Die Behandlung von betroffenen Familienangehörigen erfolgt durch ein individualisiertes Therapiekonzept. Dieses richtet sich nach der speziell festgestellten genetischen Veränderung.

Heilungschancen bei Schilddrüsenkrebs

Die Heilungsaussichten hängen in erster Linie von der Form und der vorliegenden initialen Ausbreitung des Schilddrüsenkrebses ab. Außerdem gilt die allgemeine Regel in der Krebsbehandlung: Je früher ein Karzinom festgestellt und behandelt wird, desto besser sind die Heilungsaussichten. 

Der Befall der Lymphknoten scheint nur einen geringen Einfluss auf die Prognose zu haben. 

Bei den häufigsten Formen von Schilddrüsenkrebs (papilläres und follikuläres Karzinom) bestehen in der Regel sehr gute Heilungsaussichten. Voraussetzung ist eine frühe Behandlung und die Durchführung des Behandlungskonzeptes von Operation und Radiojodtherapie.

Das papilläre Karzinom und das follikuläre Karzinom metastasieren selten. Daher können diese Patienten in 80 bis 90 Prozent der Fälle vollständig geheilt werden. 

Wird das medulläre Karzinom früh erkannt, sind die Heilungschancen ähnlich gut. Bei Metastasen liegt die 5-Jahres-Überlebensrate bei 50 bis 60 Prozent.

Schwierig gestaltet sich die Heilung und Prognose bei den sehr schnell und sehr aggressiv wachsenden anaplastischen Schilddrüsenkarzinomen.
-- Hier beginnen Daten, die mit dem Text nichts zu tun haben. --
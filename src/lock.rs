//! Per-resource locks over file-backed state
//!
//! Token files and the consensus membership artifacts are shared by every
//! request. Each read-modify-write sequence holds the lock of the path it
//! touches for its whole duration.

use std::path::{Path, PathBuf};
use std::sync::Arc;

use dashmap::DashMap;
use tokio::sync::{Mutex, OwnedMutexGuard};

/// Registry of async mutexes keyed by resource path
#[derive(Clone, Debug, Default)]
pub struct ResourceLocks {
    locks: Arc<DashMap<PathBuf, Arc<Mutex<()>>>>,
}

impl ResourceLocks {
    /// Create an empty registry
    pub fn new() -> Self {
        Self::default()
    }

    /// Acquire the lock for `path`, creating it on first use
    pub async fn lock(&self, path: &Path) -> OwnedMutexGuard<()> {
        let mutex = self
            .locks
            .entry(path.to_path_buf())
            .or_insert_with(|| Arc::new(Mutex::new(())))
            .clone();
        mutex.lock_owned().await
    }
}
Hier beträgt die 5-Jahres-Überlebensrate unter 10 Prozent.

Welche Fachärzte und Spezialkliniken behandeln Schilddrüsenkrebs?

Ein Schilddrüsenspezialist ist ein Facharzt der Onkologie. Er plant in einem interdisziplinären Team mit Fachärzten anderer Gebiete (z.B. Endokrine Chirurgie, Nuklearmedizin) die Behandlung und setzt sie um.

Patienten sollten sich in spezialisierten Kliniken für Schilddrüsenkrebs behandeln lassen. Dort ist eine hohe Qualität der Behandlung gewährleistet.

Außerdem können Patienten ggf. durch die Teilnahme an klinischen Studien von den neuesten Therapien profitieren.